Но если бы у Гёте был другой, более проницательный собеседник, то он мог бы, заведя речь именно об отношениях господ и рабов в поэме, указать на некоторые зловещие тени, свидетельствующие, впрочем, не о промахах автора, а лишь о том, что это – не произведение цветущей эпохи, а поздней, склоняющейся к упадку и вырождению культуры, что, кажется, Гёте не хотел принять в расчет.
Сначала мы не замечаем, но по мере движения и развития поэмы все с большей и большей ясностью чувствуем, что Дафнис и Хлоя – не свободные люди, а рабы, крепостные богатого помещика. Вовсе не поверхностной и мимолетной, а, напротив, страшной и глубокой в своей наивности кажется мне та сцена, когда образованный и добрый юноша Астил, брат Дафниса, соглашается подарить хорошенького пастушка своему развратному нахлебнику для удовлетворения его противоестественной похоти. С каким легким сердцем они говорят об этом, как шутят, как смеются! Астил отдает Дафниса блюдолизу в награду за несколько смешных и льстивых слов, как отдают собаку или вещь. Здесь чувствуется возможность ужасающей трагедии; правда, идиллия только скользит по ней, почти не касаясь; но неизгладимое впечатление остается в душе читателя. И невольно приходит на ум, что это – вовсе не простая случайность, как, по-видимому, утверждает Гёте.
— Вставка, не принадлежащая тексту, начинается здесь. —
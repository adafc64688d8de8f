//! Read-only JWT payload decoding.
//!
//! The client never verifies signatures; it only peeks at the payload to
//! know who is signed in and when the token stops being useful. The API
//! remains the authority on validity.

#[cfg(test)]
#[path = "jwt_test.rs"]
mod jwt_test;

use base64::Engine;
use base64::engine::general_purpose::URL_SAFE_NO_PAD;
use serde::Deserialize;

#[derive(Debug, thiserror::Error)]
pub enum JwtError {
    #[error("token is not a three-part JWT")]
    Malformed,
    #[error("payload is not base64url: {0}")]
    Base64(#[from] base64::DecodeError),
    #[error("payload is not JSON claims: {0}")]
    Json(#[from] serde_json::Error),
}

/// Claims the storefront cares about.
#[derive(Clone, Debug, Default, PartialEq, Eq, Deserialize)]
pub struct Claims {
    #[serde(default)]
    pub sub: Option<String>,
    /// Expiry as seconds since the Unix epoch.
    #[serde(default)]
    pub exp: Option<i64>,
    #[serde(default)]
    pub email: Option<String>,
    #[serde(default)]
    pub role: Option<String>,
}

impl Claims {
    /// Tokens without `exp` never expire client-side.
    #[must_use]
    pub fn is_expired(&self, now_secs: i64) -> bool {
        self.exp.is_some_and(|exp| exp <= now_secs)
    }
}

/// Decode the payload segment of a compact JWT.
///
/// # Errors
///
/// Returns [`JwtError`] when the token does not have three segments or the
/// payload is not base64url-encoded JSON.
pub fn decode_claims(token: &str) -> Result<Claims, JwtError> {
    let mut parts = token.trim().split('.');
    let (Some(_header), Some(payload), Some(_signature), None) = (parts.next(), parts.next(), parts.next(), parts.next())
    else {
        return Err(JwtError::Malformed);
    };
    // Some issuers pad the segment; the compact form forbids it.
    let bytes = URL_SAFE_NO_PAD.decode(payload.trim_end_matches('='))?;
    Ok(serde_json::from_slice(&bytes)?)
}

/// Current wall-clock time in seconds since the Unix epoch.
pub fn now_secs() -> i64 {
    #[cfg(feature = "hydrate")]
    {
        #[allow(clippy::cast_possible_truncation)]
        let secs = (js_sys::Date::now() / 1000.0) as i64;
        secs
    }
    #[cfg(not(feature = "hydrate"))]
    {
        std::time::SystemTime::now()
            .duration_since(std::time::UNIX_EPOCH)
            .map_or(0, |d| i64::try_from(d.as_secs()).unwrap_or(i64::MAX))
    }
}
Напротив, только простая случайность спасает Дафниса от гибели, а именно – памятные знаки, обычная и банальная подробность всех греческих романов, – то, что Дафнис оказался не рабом, а сыном помещика.
Неслучайная подробность в романе – непобедимый, суеверный, преследующий бедных влюбленных детей во сне и наяву страх перед господами, которые скоро должны приехать в деревню, которые могут сделать с ними все, что вздумается, – обидеть их, разлучить или соединить. Дафнис молит Нимф, чтобы они защитили его и Хлою от господ, как от разбойников или врагов. Не случайность также – ужас старого садовника Ламона, который уверен, что его повесят, а Дафниса засекут за несколько испорченных цветочных грядок в любимом саду помещика. И Хлоя видит уже кровавые рубцы на спине Дафниса от господского бича.